I have a numpy array padded_train_x of shape (2500,500) . 我有一个numpy数组padded_train_x的形状(2500,500)

The problem is, when I try to get the shape of an element of this array like padded_train_x[0].shape it outputs (500,) but when I run it as padded_train_x[0:1] it outputs (1,500) . 问题是,当我尝试获取像padded_train_x[0].shape这样的数组元素的形状时,它输出(500,)但是当我以padded_train_x[0:1]运行它时,它输出(1,500) Why does this happen? 为什么会这样?

I'm trying to make prediction in an LSTM model using keras but I have to use padded_train_x[0:1] as the input instead of simply padded_train_x[0] 我正在尝试使用keras在LSTM模型中进行预测,但我必须使用padded_train_x[0:1]作为输入而不是简单的padded_train_x[0]

That is because making slice by padded_train_x[0:1] you get 2d array: 那是因为通过padded_train_x[0:1]制作切片得到2d数组:

a = np.linspace(1024).reshape(64,-1)
b = a[0]
c = a[0:1]

b
array([ 0,  1,  2,  3,  4,  5,  6,  7,  8,  9, 10, 11, 12, 13, 14, 15])
b[0]
0

c
array([[ 0,  1,  2,  3,  4,  5,  6,  7,  8,  9, 10, 11, 12, 13, 14, 15]])
c[0]
array([ 0,  1,  2,  3,  4,  5,  6,  7,  8,  9, 10, 11, 12, 13, 14, 15])

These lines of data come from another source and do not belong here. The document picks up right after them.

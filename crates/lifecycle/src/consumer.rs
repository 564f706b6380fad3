//! Consumer for inbound payment events.
//!
//! Delivery is at-least-once. A redelivered `payment.escrow_released` hits a
//! booking that is already completed, the transition is rejected, and the
//! message is treated as handled. Nothing here ever asks for a redelivery.

use std::sync::Arc;

use booking_store::BookingStore;
use common::BookingId;
use domain::CompleteBooking;
use futures_core::Stream;
use futures_util::StreamExt;
use tokio_util::sync::CancellationToken;

use crate::envelope::IntegrationEvent;
use crate::error::ErrorKind;
use crate::publisher::EventPublisher;
use crate::service::BookingService;
use crate::topics::{EscrowReleasedData, PAYMENT_ESCROW_RELEASED};

/// Why a message was dropped without touching any booking.
#[derive(Debug, Clone, Copy, PartialEq, Eq)]
pub enum DropReason {
    /// The bytes were not a valid envelope.
    MalformedEnvelope,
    /// The envelope's data did not match the event type.
    MalformedData,
}

impl DropReason {
    pub fn as_str(&self) -> &'static str {
        match self {
            DropReason::MalformedEnvelope => "malformed_envelope",
            DropReason::MalformedData => "malformed_data",
        }
    }
}

/// What happened to one inbound message. Every outcome counts as handled.
#[derive(Debug, Clone, PartialEq, Eq)]
pub enum MessageOutcome {
    /// The booking was completed.
    Completed(BookingId),
    /// The completion was rejected; the error kind says why.
    Rejected { booking_id: BookingId, kind: ErrorKind },
    /// The event type is not one this consumer acts on.
    Ignored(String),
    Dropped(DropReason),
}

/// Completes bookings when payment escrow is released.
pub struct PaymentEventConsumer<S: BookingStore, P: EventPublisher> {
    service: Arc<BookingService<S, P>>,
}

impl<S: BookingStore, P: EventPublisher> PaymentEventConsumer<S, P> {
    pub fn new(service: Arc<BookingService<S, P>>) -> Self {
        Self { service }
    }

    /// Handles one raw message from the payment topic.
    pub async fn handle_message(&self, payload: &[u8]) -> MessageOutcome {
        metrics::counter!("payment_events_received_total").increment(1);

        let envelope = match IntegrationEvent::from_slice(payload) {
            Ok(envelope) => envelope,
            Err(e) => {
                tracing::error!(
                    error = %e,
                    raw = %String::from_utf8_lossy(payload),
                    "failed to parse envelope from payment topic"
                );
                return self.drop_message(DropReason::MalformedEnvelope);
            }
        };

        match envelope.event_type.as_str() {
            PAYMENT_ESCROW_RELEASED => self.handle_escrow_released(&envelope).await,
            other => {
                tracing::debug!(event_type = other, "ignoring unhandled payment event type");
                MessageOutcome::Ignored(other.to_string())
            }
        }
    }

    async fn handle_escrow_released(&self, envelope: &IntegrationEvent) -> MessageOutcome {
        let data: EscrowReleasedData = match envelope.parse_data() {
            Ok(data) => data,
            Err(e) => {
                tracing::error!(
                    error = %e,
                    event_id = %envelope.id,
                    "failed to parse escrow released data"
                );
                return self.drop_message(DropReason::MalformedData);
            }
        };

        let booking_id = data.booking_id;
        tracing::info!(
            booking_id = %booking_id,
            payment_id = ?data.payment_id,
            "processing escrow released event"
        );

        match self
            .service
            .complete_booking(CompleteBooking::new(booking_id))
            .await
        {
            Ok(_) => {
                tracing::info!(booking_id = %booking_id, "booking completed after escrow release");
                MessageOutcome::Completed(booking_id)
            }
            Err(e) => {
                tracing::error!(
                    booking_id = %booking_id,
                    error = %e,
                    "failed to complete booking after escrow release"
                );
                MessageOutcome::Rejected {
                    booking_id,
                    kind: e.kind(),
                }
            }
        }
    }

    fn drop_message(&self, reason: DropReason) -> MessageOutcome {
        metrics::counter!("payment_events_dropped_total", "reason" => reason.as_str())
            .increment(1);
        MessageOutcome::Dropped(reason)
    }

    /// Pulls messages one at a time until the stream ends or `shutdown` is
    /// cancelled.
    pub async fn run<M, B>(&self, mut messages: M, shutdown: CancellationToken)
    where
        M: Stream<Item = B> + Unpin + Send,
        B: AsRef<[u8]> + Send,
    {
        tracing::info!("payment event consumer started");

        loop {
            tokio::select! {
                _ = shutdown.cancelled() => {
                    tracing::info!("payment event consumer stopping");
                    break;
                }
                next = messages.next() => match next {
                    Some(message) => {
                        self.handle_message(message.as_ref()).await;
                    }
                    None => {
                        tracing::info!("payment event stream ended");
                        break;
                    }
                },
            }
        }
    }
}
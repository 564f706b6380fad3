//! Booking domain events.
//!
//! Each successful transition yields exactly one event. Event type names are
//! the ones downstream services subscribe to.

use chrono::{DateTime, Utc};
use common::{BookingId, UserId};
use serde::{Deserialize, Serialize};

use crate::aggregate::DomainEvent;

use super::Money;

/// Events that describe booking transitions.
#[derive(Debug, Clone, PartialEq, Serialize, Deserialize)]
#[serde(tag = "type", content = "data")]
pub enum BookingEvent {
    /// An owner requested transport.
    #[serde(rename = "booking.requested")]
    Requested(BookingRequestedData),

    /// A runner accepted the booking.
    #[serde(rename = "booking.accepted")]
    Accepted(BookingAcceptedData),

    /// The runner picked up the pet.
    #[serde(rename = "booking.pet_picked_up")]
    PetPickedUp(PetPickedUpData),

    /// The runner delivered the pet.
    #[serde(rename = "booking.delivery_confirmed")]
    DeliveryConfirmed(DeliveryConfirmedData),

    /// Payment settled and the booking is closed.
    #[serde(rename = "booking.completed")]
    Completed(BookingCompletedData),

    /// The booking was cancelled.
    #[serde(rename = "booking.cancelled")]
    Cancelled(BookingCancelledData),
}

impl DomainEvent for BookingEvent {
    fn event_type(&self) -> &'static str {
        match self {
            BookingEvent::Requested(_) => "booking.requested",
            BookingEvent::Accepted(_) => "booking.accepted",
            BookingEvent::PetPickedUp(_) => "booking.pet_picked_up",
            BookingEvent::DeliveryConfirmed(_) => "booking.delivery_confirmed",
            BookingEvent::Completed(_) => "booking.completed",
            BookingEvent::Cancelled(_) => "booking.cancelled",
        }
    }
}

impl BookingEvent {
    /// Returns the booking the event belongs to.
    pub fn booking_id(&self) -> BookingId {
        match self {
            BookingEvent::Requested(d) => d.booking_id,
            BookingEvent::Accepted(d) => d.booking_id,
            BookingEvent::PetPickedUp(d) => d.booking_id,
            BookingEvent::DeliveryConfirmed(d) => d.booking_id,
            BookingEvent::Completed(d) => d.booking_id,
            BookingEvent::Cancelled(d) => d.booking_id,
        }
    }

    /// Serializes only the event's data payload, without the type tag.
    pub fn data(&self) -> Result<serde_json::Value, serde_json::Error> {
        match self {
            BookingEvent::Requested(d) => serde_json::to_value(d),
            BookingEvent::Accepted(d) => serde_json::to_value(d),
            BookingEvent::PetPickedUp(d) => serde_json::to_value(d),
            BookingEvent::DeliveryConfirmed(d) => serde_json::to_value(d),
            BookingEvent::Completed(d) => serde_json::to_value(d),
            BookingEvent::Cancelled(d) => serde_json::to_value(d),
        }
    }
}

#[derive(Debug, Clone, PartialEq, Serialize, Deserialize)]
pub struct BookingRequestedData {
    pub booking_id: BookingId,
    pub booking_number: String,
    pub owner_id: UserId,
    pub pet_type: String,
    pub pet_name: String,
    pub pickup_lat: f64,
    pub pickup_lng: f64,
    pub dropoff_lat: f64,
    pub dropoff_lng: f64,
    pub estimated_price: Money,
    pub currency: String,
    pub occurred_at: DateTime<Utc>,
}

#[derive(Debug, Clone, PartialEq, Serialize, Deserialize)]
pub struct BookingAcceptedData {
    pub booking_id: BookingId,
    pub booking_number: String,
    pub runner_id: UserId,
    pub owner_id: UserId,
    pub occurred_at: DateTime<Utc>,
}

#[derive(Debug, Clone, PartialEq, Serialize, Deserialize)]
pub struct PetPickedUpData {
    pub booking_id: BookingId,
    pub booking_number: String,
    pub runner_id: UserId,
    pub owner_id: UserId,
    pub picked_up_at: DateTime<Utc>,
    pub occurred_at: DateTime<Utc>,
}

#[derive(Debug, Clone, PartialEq, Serialize, Deserialize)]
pub struct DeliveryConfirmedData {
    pub booking_id: BookingId,
    pub booking_number: String,
    pub runner_id: UserId,
    pub owner_id: UserId,
    pub delivered_at: DateTime<Utc>,
    pub occurred_at: DateTime<Utc>,
}

#[derive(Debug, Clone, PartialEq, Serialize, Deserialize)]
pub struct BookingCompletedData {
    pub booking_id: BookingId,
    pub booking_number: String,
    pub runner_id: UserId,
    pub owner_id: UserId,
    pub final_price: Money,
    pub currency: String,
    pub occurred_at: DateTime<Utc>,
}

#[derive(Debug, Clone, PartialEq, Serialize, Deserialize)]
pub struct BookingCancelledData {
    pub booking_id: BookingId,
    pub booking_number: String,
    pub cancelled_by: UserId,
    pub reason: String,
    pub occurred_at: DateTime<Utc>,
}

As to why it happens, let's wait for someone more expert, not sure there really is a reason. 至于它为什么会发生,让我们等一个更专家的人,不确定是否真的有原因。

NumPy keeps dimensions when slicing and drops them when indexing. NumPy在切片时保留尺寸,并在索引时将其丢弃。 It's actually a Python thing, the same happens with lists. 它实际上是一个Python的东西,列表也是如此。

You can drop single-dimensional axes with np.squeeze 您可以使用np.squeeze删除单维轴

a = np.ones((2500, 500))

a[0].shape
(500,)

a[0:1].shape
(1, 500)

a[0:1].squeeze().shape
(500,)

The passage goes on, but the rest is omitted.